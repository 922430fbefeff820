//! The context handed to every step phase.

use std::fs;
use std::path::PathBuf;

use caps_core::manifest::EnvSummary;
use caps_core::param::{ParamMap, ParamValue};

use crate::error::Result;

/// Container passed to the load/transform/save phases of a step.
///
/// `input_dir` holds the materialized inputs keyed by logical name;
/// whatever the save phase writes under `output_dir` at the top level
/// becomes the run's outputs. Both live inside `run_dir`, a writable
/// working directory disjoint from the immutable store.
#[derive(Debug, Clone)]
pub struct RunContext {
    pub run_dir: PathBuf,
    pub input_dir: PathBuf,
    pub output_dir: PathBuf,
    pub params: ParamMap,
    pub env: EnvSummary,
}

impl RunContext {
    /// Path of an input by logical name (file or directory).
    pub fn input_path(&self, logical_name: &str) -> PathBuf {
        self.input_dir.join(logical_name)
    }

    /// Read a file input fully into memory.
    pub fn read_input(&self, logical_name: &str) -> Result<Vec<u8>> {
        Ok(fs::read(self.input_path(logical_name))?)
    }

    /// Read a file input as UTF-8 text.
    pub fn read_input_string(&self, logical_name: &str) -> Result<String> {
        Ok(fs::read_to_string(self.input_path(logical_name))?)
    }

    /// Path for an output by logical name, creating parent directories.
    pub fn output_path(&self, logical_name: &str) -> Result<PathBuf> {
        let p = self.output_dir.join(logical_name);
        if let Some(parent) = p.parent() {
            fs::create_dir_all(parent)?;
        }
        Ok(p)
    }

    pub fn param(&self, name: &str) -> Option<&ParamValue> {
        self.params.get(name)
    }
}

****************

**Required action:** Your answer should consist of all lines above that include the string "ParamValue".

**Exercise solution:**
use caps_core::param::{ParamMap, ParamValue};
    pub fn param(&self, name: &str) -> Option<&ParamValue> {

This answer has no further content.